- [Material for this task]

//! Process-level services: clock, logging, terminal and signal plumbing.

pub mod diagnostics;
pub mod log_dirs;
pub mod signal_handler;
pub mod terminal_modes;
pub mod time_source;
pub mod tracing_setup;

- [Task instructions] Go through the data and return every record exactly.

- [Result]
//! Process-level services: clock, logging, terminal and signal plumbing.

pub mod diagnostics;
pub mod log_dirs;
pub mod signal_handler;
pub mod terminal_modes;
pub mod time_source;
pub mod tracing_setup;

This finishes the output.